Junín experimentó durante los últimos quince años una de las mayores expansiones urbanas de su historia reciente. Nuevos barrios, urbanizaciones privadas, desarrollos inmobiliarios y loteos modificaron la geografía de la ciudad, extendiendo la mancha urbana hacia sectores que hasta hace poco tiempo eran predominantemente rurales o de quintas.
Sin embargo, mientras la población creció y el parque automotor aumentó de manera sostenida, la cantidad y distribución de estaciones de servicio no acompañó ese proceso.
Actualmente existen 16 estaciones de servicio distribuidas principalmente en el centro y sur de la ciudad. De ese total, cuatro se encuentran sobre la Ruta Nacional 7 y una sobre la Ruta Nacional 188, corredores estratégicos que atraviesan el partido y reciben además el tránsito de paso.
La situación plantea un interrogante cada vez más frecuente entre vecinos y usuarios: ¿alcanza la infraestructura actual para abastecer a una ciudad que continúa expandiéndose?
Uno de los sectores que más se desarrolló en los últimos años fue el noreste de Junín. Allí surgieron barrios como El Palmar I y II y Proyecto Alvear, ubicados a la vera de la avenida Circunvalación, entre Ruta 188 y el Complejo Marianista.
A ello se suma el crecimiento registrado hacia el sector del peaje de Roca, donde aparecieron nuevos desarrollos residenciales como San Ignacio y San Carlos.
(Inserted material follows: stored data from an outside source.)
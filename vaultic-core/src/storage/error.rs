//! Storage error types.

use thiserror::Error;

use crate::crypto::KeyUnavailable;

/// Storage error types.
#[derive(Error, Debug)]
pub enum StorageError {
    #[error("Database error: {0}")]
    Database(#[from] rusqlite::Error),

    #[error("Serialization error: {0}")]
    Serialization(String),

    #[error("Encryption error: {0}")]
    Encryption(String),

    #[error(transparent)]
    Key(#[from] KeyUnavailable),

    /// A cached row whose payload no longer decrypts. Detected corruption,
    /// never a silent null; the caller decides between skip-and-report and
    /// a targeted refetch.
    #[error("Corrupted record: share {share_id}, item {item_id:?}")]
    CorruptedRecord {
        share_id: String,
        item_id: Option<String>,
    },

    #[error("Migration error: {0}")]
    Migration(String),

    #[error("Not found: {0}")]
    NotFound(String),

    #[error("Key store error: {0}")]
    KeyStore(String),
}

impl StorageError {
    /// Whether this error is a detected-corruption condition.
    pub fn is_corrupted_record(&self) -> bool {
        matches!(self, StorageError::CorruptedRecord { .. })
    }
}
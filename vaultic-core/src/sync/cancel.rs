// SPDX-FileCopyrightText: 2026 Vaultic Contributors
//
// SPDX-License-Identifier: GPL-3.0-or-later

//! Cooperative cancellation.
//!
//! An explicit token passed into every long-running engine operation and
//! checked at each page and batch boundary. Cancelling stops the work
//! before the next commit; partially fetched but uncommitted data never
//! reaches the cache.

use std::sync::atomic::{AtomicBool, Ordering};
use std::sync::Arc;

/// Shared cancellation flag.
///
/// Clones observe the same flag, so a token handed to the engine can be
/// cancelled from the caller's side (logout, share removal).
#[derive(Debug, Clone, Default)]
pub struct CancellationToken {
    flag: Arc<AtomicBool>,
}

impl CancellationToken {
    pub fn new() -> Self {
        CancellationToken::default()
    }

    /// Requests cancellation. Idempotent.
    pub fn cancel(&self) {
        self.flag.store(true, Ordering::SeqCst);
    }

    pub fn is_cancelled(&self) -> bool {
        self.flag.load(Ordering::SeqCst)
    }
}
// SPDX-FileCopyrightText: 2026 Vaultic Contributors
//
// SPDX-License-Identifier: GPL-3.0-or-later

//! Share and share-key cache operations.

use rusqlite::params;

use super::{Storage, StorageError};
use crate::crypto::{self, EncryptionDomain};
use crate::keys::EncryptedShareKey;
use crate::share::{Share, VaultMetadata};

struct ShareRow {
    share_id: String,
    meta_encrypted: Vec<u8>,
    content_format_version: u32,
    key_rotation: u64,
    create_time: i64,
}

impl Storage {
    // === Share Operations ===

    /// Inserts or replaces shares, keyed by `(user_id, share_id)`.
    ///
    /// Idempotent: re-applying the same batch leaves a single row per
    /// share. All rows apply in one transaction, or none do.
    pub fn upsert_shares(&self, shares: &[Share], user_id: &str) -> Result<(), StorageError> {
        let master = self.master_key()?;
        let tx = self.conn().unchecked_transaction()?;
        for share in shares {
            let meta_json = serde_json::to_vec(&share.meta)
                .map_err(|e| StorageError::Serialization(e.to_string()))?;
            let meta_encrypted = crypto::encrypt(&master, &meta_json, EncryptionDomain::CacheRow)
                .map_err(|e| StorageError::Encryption(e.to_string()))?;

            tx.execute(
                "INSERT OR REPLACE INTO shares
                 (user_id, share_id, meta_encrypted, content_format_version,
                  key_rotation, create_time)
                 VALUES (?1, ?2, ?3, ?4, ?5, ?6)",
                params![
                    user_id,
                    share.share_id,
                    meta_encrypted,
                    share.content_format_version,
                    share.key_rotation as i64,
                    share.create_time,
                ],
            )?;
        }
        tx.commit()?;
        Ok(())
    }

    /// Loads a share by id.
    pub fn get_share(&self, user_id: &str, share_id: &str) -> Result<Option<Share>, StorageError> {
        let mut stmt = self.conn().prepare(
            "SELECT share_id, meta_encrypted, content_format_version, key_rotation, create_time
             FROM shares WHERE user_id = ?1 AND share_id = ?2",
        )?;

        let result = stmt.query_row(params![user_id, share_id], |row| {
            Ok(ShareRow {
                share_id: row.get(0)?,
                meta_encrypted: row.get(1)?,
                content_format_version: row.get(2)?,
                key_rotation: row.get::<_, i64>(3)? as u64,
                create_time: row.get(4)?,
            })
        });

        match result {
            Ok(row) => Ok(Some(self.row_to_share(row)?)),
            Err(rusqlite::Error::QueryReturnedNoRows) => Ok(None),
            Err(e) => Err(StorageError::Database(e)),
        }
    }

    /// Lists all shares for a user, newest first.
    pub fn get_all_shares(&self, user_id: &str) -> Result<Vec<Share>, StorageError> {
        let mut stmt = self.conn().prepare(
            "SELECT share_id, meta_encrypted, content_format_version, key_rotation, create_time
             FROM shares WHERE user_id = ?1 ORDER BY create_time DESC",
        )?;

        let rows = stmt.query_map(params![user_id], |row| {
            Ok(ShareRow {
                share_id: row.get(0)?,
                meta_encrypted: row.get(1)?,
                content_format_version: row.get(2)?,
                key_rotation: row.get::<_, i64>(3)? as u64,
                create_time: row.get(4)?,
            })
        })?;

        let mut shares = Vec::new();
        for row_result in rows {
            shares.push(self.row_to_share(row_result?)?);
        }
        Ok(shares)
    }

    /// Removes a share and everything scoped to it: keys and items.
    pub fn remove_share(&self, share_id: &str, user_id: &str) -> Result<bool, StorageError> {
        let tx = self.conn().unchecked_transaction()?;
        tx.execute(
            "DELETE FROM items WHERE user_id = ?1 AND share_id = ?2",
            params![user_id, share_id],
        )?;
        tx.execute(
            "DELETE FROM share_keys WHERE user_id = ?1 AND share_id = ?2",
            params![user_id, share_id],
        )?;
        let removed = tx.execute(
            "DELETE FROM shares WHERE user_id = ?1 AND share_id = ?2",
            params![user_id, share_id],
        )?;
        tx.commit()?;
        Ok(removed > 0)
    }

    /// Removes every share for a user (full cache wipe for that user).
    pub fn remove_all_shares(&self, user_id: &str) -> Result<(), StorageError> {
        let tx = self.conn().unchecked_transaction()?;
        tx.execute("DELETE FROM items WHERE user_id = ?1", params![user_id])?;
        tx.execute("DELETE FROM share_keys WHERE user_id = ?1", params![user_id])?;
        tx.execute("DELETE FROM shares WHERE user_id = ?1", params![user_id])?;
        tx.commit()?;
        Ok(())
    }

    // === Share Key Operations ===

    /// Loads the wrapped key set for a share, rotation ascending.
    pub fn share_keys_for(
        &self,
        user_id: &str,
        share_id: &str,
    ) -> Result<Vec<EncryptedShareKey>, StorageError> {
        let mut stmt = self.conn().prepare(
            "SELECT share_id, key_rotation, valid_since, encrypted_key
             FROM share_keys WHERE user_id = ?1 AND share_id = ?2
             ORDER BY key_rotation ASC",
        )?;

        let rows = stmt.query_map(params![user_id, share_id], |row| {
            Ok(EncryptedShareKey {
                share_id: row.get(0)?,
                key_rotation: row.get::<_, i64>(1)? as u64,
                valid_since: row.get(2)?,
                encrypted_key: row.get(3)?,
            })
        })?;

        rows.collect::<Result<Vec<_>, _>>()
            .map_err(StorageError::Database)
    }

    /// Inserts or replaces wrapped share keys.
    pub fn upsert_share_keys(
        &self,
        keys: &[EncryptedShareKey],
        user_id: &str,
    ) -> Result<(), StorageError> {
        let tx = self.conn().unchecked_transaction()?;
        for key in keys {
            tx.execute(
                "INSERT OR REPLACE INTO share_keys
                 (user_id, share_id, key_rotation, valid_since, encrypted_key)
                 VALUES (?1, ?2, ?3, ?4, ?5)",
                params![
                    user_id,
                    key.share_id,
                    key.key_rotation as i64,
                    key.valid_since,
                    key.encrypted_key,
                ],
            )?;
        }
        tx.commit()?;
        Ok(())
    }

    fn row_to_share(&self, row: ShareRow) -> Result<Share, StorageError> {
        let master = self.master_key()?;
        let meta_json = crypto::decrypt(&master, &row.meta_encrypted, EncryptionDomain::CacheRow)
            .map_err(|_| StorageError::CorruptedRecord {
            share_id: row.share_id.clone(),
            item_id: None,
        })?;
        let meta: VaultMetadata = serde_json::from_slice(&meta_json)
            .map_err(|e| StorageError::Serialization(e.to_string()))?;

        Ok(Share {
            share_id: row.share_id,
            meta,
            content_format_version: row.content_format_version,
            key_rotation: row.key_rotation,
            create_time: row.create_time,
        })
    }
}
La Circunvalación, repavimentada en 2018 e iluminada en toda su extensión en el último año, se consolidó como una vía estratégica para conectar estos sectores con el resto de la ciudad. Sin embargo, quienes viven en esos barrios no cuentan con una estación de servicio cercana y muchas veces deben desviarse varios kilómetros para cargar combustible.
Otro de los cambios urbanos más notorios ocurrió en la zona sur, camino a la Laguna de Gómez, un sector turístico que recibe a miles de visitantes cada año.
Barrios como Real, Moya, San Carlos, Jardín y Cerrito Colorado registraron un fuerte crecimiento poblacional, donde, además de nuevas construcciones, numerosas propiedades dejaron de ser utilizadas exclusivamente durante fines de semana para convertirse en viviendas permanentes. A ellos se agregan urbanizaciones privadas como Costa Verde y San Ignacio,
La migración de familias hacia estos sectores generó nuevos movimientos diarios de tránsito. Miles de vecinos ingresan al casco urbano para trabajar, estudiar o realizar trámites y luego regresan a sus hogares ubicados fuera de la trama urbana tradicional.

Sin embargo, al no existir estaciones de servicio en esos sectores de expansión, la mayoría debe cargar combustible dentro de la ciudad, incorporando recorridos adicionales a sus trayectos habituales.
La concentración de la demanda en pocas bocas de expendio también se refleja en situaciones cotidianas.
Uno de los ejemplos más visibles es la estación de servicio YPF del Automóvil Club Argentino, donde con frecuencia se observan largas filas de vehículos, especialmente en horarios pico y durante los fines de semana largos.
Para muchos automovilistas que llegan desde los barrios ubicados sobre Circunvalación o desde la zona de quintas, esa estación representa una parada casi obligada antes de regresar a sus hogares.
La posibilidad de incorporar nuevas estaciones en sectores estratégicos permitiría no solo acercar el servicio a miles de vecinos, sino también descomprimir la demanda que hoy se concentra en el casco urbano.
La instalación de una nueva estación de servicio implica inversiones importantes, estudios ambientales y habilitaciones específicas. Sin embargo, el crecimiento territorial de Junín abre una discusión que excede al mercado de combustibles y se relaciona directamente con la planificación urbana.
Mientras la ciudad continúa expandiéndose hacia el noreste, el sur y los corredores de Circunvalación, la infraestructura de servicios deberá acompañar esa transformación para evitar que los vecinos dependan exclusivamente de un esquema pensado para una ciudad mucho más pequeña que la actual.
La pregunta que comienza a instalarse es si la red de estaciones de servicio de Junín refleja la ciudad de hoy o si todavía responde a la realidad urbana de hace dos décadas.